Go through the lines of the material and count the ones with the word "Option". Give that count alone.

▶ [Material to process]
━━━

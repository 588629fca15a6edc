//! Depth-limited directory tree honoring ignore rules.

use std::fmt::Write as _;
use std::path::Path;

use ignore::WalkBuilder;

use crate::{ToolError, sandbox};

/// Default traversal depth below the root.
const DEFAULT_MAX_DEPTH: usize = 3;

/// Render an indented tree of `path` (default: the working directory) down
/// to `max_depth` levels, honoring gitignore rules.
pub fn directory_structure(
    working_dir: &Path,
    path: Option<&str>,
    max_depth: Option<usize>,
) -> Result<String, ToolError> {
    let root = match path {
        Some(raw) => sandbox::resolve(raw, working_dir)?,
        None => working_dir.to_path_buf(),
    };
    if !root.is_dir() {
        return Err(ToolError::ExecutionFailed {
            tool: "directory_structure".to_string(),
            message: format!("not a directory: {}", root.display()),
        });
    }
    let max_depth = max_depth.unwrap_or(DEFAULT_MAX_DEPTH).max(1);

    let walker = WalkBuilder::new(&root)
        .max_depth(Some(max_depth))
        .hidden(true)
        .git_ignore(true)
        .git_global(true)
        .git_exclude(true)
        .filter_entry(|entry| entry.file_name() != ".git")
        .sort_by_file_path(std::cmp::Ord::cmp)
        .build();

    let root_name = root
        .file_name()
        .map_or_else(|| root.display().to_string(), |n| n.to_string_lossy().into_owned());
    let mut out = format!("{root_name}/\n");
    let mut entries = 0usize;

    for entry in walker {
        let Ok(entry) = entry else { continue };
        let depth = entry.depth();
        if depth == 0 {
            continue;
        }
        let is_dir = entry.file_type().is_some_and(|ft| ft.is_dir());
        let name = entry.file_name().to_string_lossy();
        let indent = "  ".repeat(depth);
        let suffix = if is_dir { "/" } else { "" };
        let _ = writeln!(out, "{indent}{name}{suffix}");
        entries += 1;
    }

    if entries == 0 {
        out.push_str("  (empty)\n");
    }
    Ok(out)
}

━━━

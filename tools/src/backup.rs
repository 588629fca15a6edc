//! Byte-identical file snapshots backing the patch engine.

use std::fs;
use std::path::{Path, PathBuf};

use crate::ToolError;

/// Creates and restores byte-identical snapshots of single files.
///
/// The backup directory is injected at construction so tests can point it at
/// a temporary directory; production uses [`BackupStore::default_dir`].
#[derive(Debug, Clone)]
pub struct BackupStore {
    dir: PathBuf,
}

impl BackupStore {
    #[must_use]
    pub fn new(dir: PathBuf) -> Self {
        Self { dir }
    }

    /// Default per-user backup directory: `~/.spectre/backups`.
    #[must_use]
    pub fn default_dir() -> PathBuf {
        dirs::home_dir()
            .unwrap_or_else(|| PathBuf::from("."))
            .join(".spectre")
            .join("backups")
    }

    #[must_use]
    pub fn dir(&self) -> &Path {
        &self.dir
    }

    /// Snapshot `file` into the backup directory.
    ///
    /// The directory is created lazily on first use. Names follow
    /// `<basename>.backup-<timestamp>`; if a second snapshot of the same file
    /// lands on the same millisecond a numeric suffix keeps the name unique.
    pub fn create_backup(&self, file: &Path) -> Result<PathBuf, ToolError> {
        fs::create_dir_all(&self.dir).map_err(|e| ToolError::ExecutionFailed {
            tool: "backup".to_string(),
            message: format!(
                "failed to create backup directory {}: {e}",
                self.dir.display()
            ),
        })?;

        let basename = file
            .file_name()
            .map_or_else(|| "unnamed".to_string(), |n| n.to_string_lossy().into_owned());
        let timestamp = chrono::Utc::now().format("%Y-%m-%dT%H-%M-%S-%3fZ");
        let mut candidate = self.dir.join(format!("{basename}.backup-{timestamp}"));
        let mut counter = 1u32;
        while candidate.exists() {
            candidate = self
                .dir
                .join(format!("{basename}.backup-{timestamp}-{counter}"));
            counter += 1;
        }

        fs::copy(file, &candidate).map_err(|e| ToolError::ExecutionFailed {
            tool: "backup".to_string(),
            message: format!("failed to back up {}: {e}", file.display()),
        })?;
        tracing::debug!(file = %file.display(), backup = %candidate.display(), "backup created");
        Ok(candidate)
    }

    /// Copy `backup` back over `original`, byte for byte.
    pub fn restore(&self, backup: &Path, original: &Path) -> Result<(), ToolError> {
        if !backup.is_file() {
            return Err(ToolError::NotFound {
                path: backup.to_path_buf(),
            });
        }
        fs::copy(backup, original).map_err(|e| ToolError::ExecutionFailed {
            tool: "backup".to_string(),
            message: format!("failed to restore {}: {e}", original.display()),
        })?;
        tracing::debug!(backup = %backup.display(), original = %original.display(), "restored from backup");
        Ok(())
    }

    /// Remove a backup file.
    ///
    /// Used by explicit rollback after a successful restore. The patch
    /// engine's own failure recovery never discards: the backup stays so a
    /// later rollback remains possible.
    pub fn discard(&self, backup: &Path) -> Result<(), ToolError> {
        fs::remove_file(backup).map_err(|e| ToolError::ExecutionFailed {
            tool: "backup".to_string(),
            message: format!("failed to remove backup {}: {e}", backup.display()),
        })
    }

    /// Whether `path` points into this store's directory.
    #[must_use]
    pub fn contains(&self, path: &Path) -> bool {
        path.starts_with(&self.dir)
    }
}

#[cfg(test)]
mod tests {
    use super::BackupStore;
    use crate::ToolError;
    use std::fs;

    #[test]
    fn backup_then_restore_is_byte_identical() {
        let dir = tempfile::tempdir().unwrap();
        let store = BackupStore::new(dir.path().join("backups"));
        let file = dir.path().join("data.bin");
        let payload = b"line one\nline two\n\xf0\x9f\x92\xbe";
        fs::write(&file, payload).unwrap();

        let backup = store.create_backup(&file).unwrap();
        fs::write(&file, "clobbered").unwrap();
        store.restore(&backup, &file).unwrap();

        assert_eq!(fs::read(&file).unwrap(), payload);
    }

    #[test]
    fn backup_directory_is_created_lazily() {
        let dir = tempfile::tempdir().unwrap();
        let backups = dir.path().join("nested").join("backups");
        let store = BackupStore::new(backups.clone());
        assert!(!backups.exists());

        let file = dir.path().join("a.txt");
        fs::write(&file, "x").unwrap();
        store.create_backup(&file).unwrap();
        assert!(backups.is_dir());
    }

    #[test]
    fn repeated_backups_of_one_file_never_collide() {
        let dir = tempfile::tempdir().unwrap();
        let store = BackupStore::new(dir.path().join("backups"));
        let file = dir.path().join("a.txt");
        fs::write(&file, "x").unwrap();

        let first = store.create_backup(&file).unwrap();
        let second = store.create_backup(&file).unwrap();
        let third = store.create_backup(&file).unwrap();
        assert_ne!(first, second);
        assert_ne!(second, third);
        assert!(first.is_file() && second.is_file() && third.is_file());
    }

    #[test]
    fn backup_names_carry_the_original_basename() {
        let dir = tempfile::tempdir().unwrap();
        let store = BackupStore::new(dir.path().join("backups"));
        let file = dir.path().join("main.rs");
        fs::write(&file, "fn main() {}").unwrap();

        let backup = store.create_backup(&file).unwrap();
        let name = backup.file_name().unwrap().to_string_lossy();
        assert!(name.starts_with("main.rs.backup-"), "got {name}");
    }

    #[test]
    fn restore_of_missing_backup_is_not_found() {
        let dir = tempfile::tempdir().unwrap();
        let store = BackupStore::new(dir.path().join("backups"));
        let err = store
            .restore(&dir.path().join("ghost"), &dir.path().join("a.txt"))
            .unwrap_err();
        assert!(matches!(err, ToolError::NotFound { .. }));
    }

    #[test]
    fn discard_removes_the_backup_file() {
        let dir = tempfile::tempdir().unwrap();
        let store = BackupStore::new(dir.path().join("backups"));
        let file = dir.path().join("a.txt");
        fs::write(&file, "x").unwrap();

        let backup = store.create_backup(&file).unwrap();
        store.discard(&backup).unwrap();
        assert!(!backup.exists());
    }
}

━━━

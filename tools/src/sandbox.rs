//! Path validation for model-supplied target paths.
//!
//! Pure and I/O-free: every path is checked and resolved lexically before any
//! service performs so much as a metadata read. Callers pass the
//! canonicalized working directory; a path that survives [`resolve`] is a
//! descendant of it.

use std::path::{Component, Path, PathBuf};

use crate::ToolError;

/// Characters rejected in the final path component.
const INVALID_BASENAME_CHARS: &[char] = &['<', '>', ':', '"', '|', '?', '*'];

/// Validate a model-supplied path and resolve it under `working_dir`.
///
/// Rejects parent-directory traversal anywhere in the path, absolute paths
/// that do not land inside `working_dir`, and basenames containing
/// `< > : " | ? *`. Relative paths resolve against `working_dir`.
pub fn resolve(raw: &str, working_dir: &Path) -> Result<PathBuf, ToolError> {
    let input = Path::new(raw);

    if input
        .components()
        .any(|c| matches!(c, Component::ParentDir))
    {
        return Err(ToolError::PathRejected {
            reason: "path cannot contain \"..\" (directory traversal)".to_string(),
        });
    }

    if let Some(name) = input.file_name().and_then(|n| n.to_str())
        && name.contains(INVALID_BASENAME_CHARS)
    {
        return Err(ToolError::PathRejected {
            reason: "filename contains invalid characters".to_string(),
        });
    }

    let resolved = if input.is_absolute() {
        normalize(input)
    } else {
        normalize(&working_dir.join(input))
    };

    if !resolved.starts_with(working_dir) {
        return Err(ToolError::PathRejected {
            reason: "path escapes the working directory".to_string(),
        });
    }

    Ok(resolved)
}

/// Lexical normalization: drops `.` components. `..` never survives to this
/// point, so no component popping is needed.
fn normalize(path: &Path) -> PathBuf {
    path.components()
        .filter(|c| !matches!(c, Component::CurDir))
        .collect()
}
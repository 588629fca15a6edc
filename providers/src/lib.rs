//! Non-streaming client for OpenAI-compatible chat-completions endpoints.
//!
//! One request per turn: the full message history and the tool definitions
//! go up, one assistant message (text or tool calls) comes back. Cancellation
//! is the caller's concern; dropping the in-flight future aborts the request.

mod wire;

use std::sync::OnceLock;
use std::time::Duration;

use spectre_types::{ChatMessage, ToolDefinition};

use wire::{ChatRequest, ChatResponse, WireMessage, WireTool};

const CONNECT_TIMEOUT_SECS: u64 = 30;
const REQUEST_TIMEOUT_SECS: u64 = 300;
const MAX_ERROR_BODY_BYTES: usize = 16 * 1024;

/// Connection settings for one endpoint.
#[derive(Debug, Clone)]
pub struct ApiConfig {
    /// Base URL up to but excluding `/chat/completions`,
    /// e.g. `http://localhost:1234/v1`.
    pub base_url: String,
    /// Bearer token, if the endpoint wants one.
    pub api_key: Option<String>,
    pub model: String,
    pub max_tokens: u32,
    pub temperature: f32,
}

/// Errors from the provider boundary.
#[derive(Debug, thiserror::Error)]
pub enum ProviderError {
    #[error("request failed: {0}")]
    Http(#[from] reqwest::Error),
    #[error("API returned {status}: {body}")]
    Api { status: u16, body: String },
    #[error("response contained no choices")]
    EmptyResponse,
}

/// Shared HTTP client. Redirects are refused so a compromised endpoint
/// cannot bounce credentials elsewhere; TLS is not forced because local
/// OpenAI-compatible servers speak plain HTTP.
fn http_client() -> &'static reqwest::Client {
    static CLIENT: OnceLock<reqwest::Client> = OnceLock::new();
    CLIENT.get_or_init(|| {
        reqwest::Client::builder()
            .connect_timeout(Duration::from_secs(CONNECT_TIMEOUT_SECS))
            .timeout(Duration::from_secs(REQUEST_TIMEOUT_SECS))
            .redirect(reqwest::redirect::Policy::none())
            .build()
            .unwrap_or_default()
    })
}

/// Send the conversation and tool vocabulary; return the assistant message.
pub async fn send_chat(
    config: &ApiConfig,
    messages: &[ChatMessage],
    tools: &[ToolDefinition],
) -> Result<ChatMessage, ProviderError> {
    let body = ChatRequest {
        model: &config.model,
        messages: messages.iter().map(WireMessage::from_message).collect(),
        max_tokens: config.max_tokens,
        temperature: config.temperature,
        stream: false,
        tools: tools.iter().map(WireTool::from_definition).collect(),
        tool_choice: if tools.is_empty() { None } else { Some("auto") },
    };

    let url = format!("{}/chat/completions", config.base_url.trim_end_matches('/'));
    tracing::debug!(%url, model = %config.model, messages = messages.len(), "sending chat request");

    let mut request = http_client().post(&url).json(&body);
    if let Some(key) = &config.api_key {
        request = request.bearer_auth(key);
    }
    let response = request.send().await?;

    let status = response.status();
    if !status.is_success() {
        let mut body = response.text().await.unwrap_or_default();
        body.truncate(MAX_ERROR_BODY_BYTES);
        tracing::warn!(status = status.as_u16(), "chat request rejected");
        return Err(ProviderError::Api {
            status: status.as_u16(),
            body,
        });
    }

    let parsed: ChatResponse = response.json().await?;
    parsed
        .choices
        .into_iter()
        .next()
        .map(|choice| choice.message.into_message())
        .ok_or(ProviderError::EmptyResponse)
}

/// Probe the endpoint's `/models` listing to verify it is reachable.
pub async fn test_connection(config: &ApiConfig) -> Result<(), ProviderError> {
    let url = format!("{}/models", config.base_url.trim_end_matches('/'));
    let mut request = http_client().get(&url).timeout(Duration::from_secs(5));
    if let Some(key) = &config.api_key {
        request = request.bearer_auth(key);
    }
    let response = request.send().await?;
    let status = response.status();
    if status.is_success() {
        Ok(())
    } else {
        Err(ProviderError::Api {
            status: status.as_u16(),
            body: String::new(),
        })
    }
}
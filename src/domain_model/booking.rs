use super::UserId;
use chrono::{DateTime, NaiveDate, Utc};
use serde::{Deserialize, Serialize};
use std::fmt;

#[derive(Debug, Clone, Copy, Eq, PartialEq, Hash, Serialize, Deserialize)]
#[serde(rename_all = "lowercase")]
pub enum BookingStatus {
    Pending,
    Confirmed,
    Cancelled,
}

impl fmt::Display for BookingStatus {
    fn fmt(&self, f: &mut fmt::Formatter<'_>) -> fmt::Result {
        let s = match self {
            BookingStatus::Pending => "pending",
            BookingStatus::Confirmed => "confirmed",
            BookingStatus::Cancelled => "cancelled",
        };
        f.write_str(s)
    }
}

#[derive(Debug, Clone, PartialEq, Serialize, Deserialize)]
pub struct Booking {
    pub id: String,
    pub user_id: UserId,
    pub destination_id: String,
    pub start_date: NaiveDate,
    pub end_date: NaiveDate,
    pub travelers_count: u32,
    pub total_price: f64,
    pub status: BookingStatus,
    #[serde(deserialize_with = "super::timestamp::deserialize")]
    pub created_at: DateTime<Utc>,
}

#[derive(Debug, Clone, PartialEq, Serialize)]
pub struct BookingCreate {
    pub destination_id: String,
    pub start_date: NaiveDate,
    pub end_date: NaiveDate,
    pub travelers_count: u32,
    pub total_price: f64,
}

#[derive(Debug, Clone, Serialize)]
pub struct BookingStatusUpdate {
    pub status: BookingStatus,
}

━━━

▶ [Solution for this exercise] 3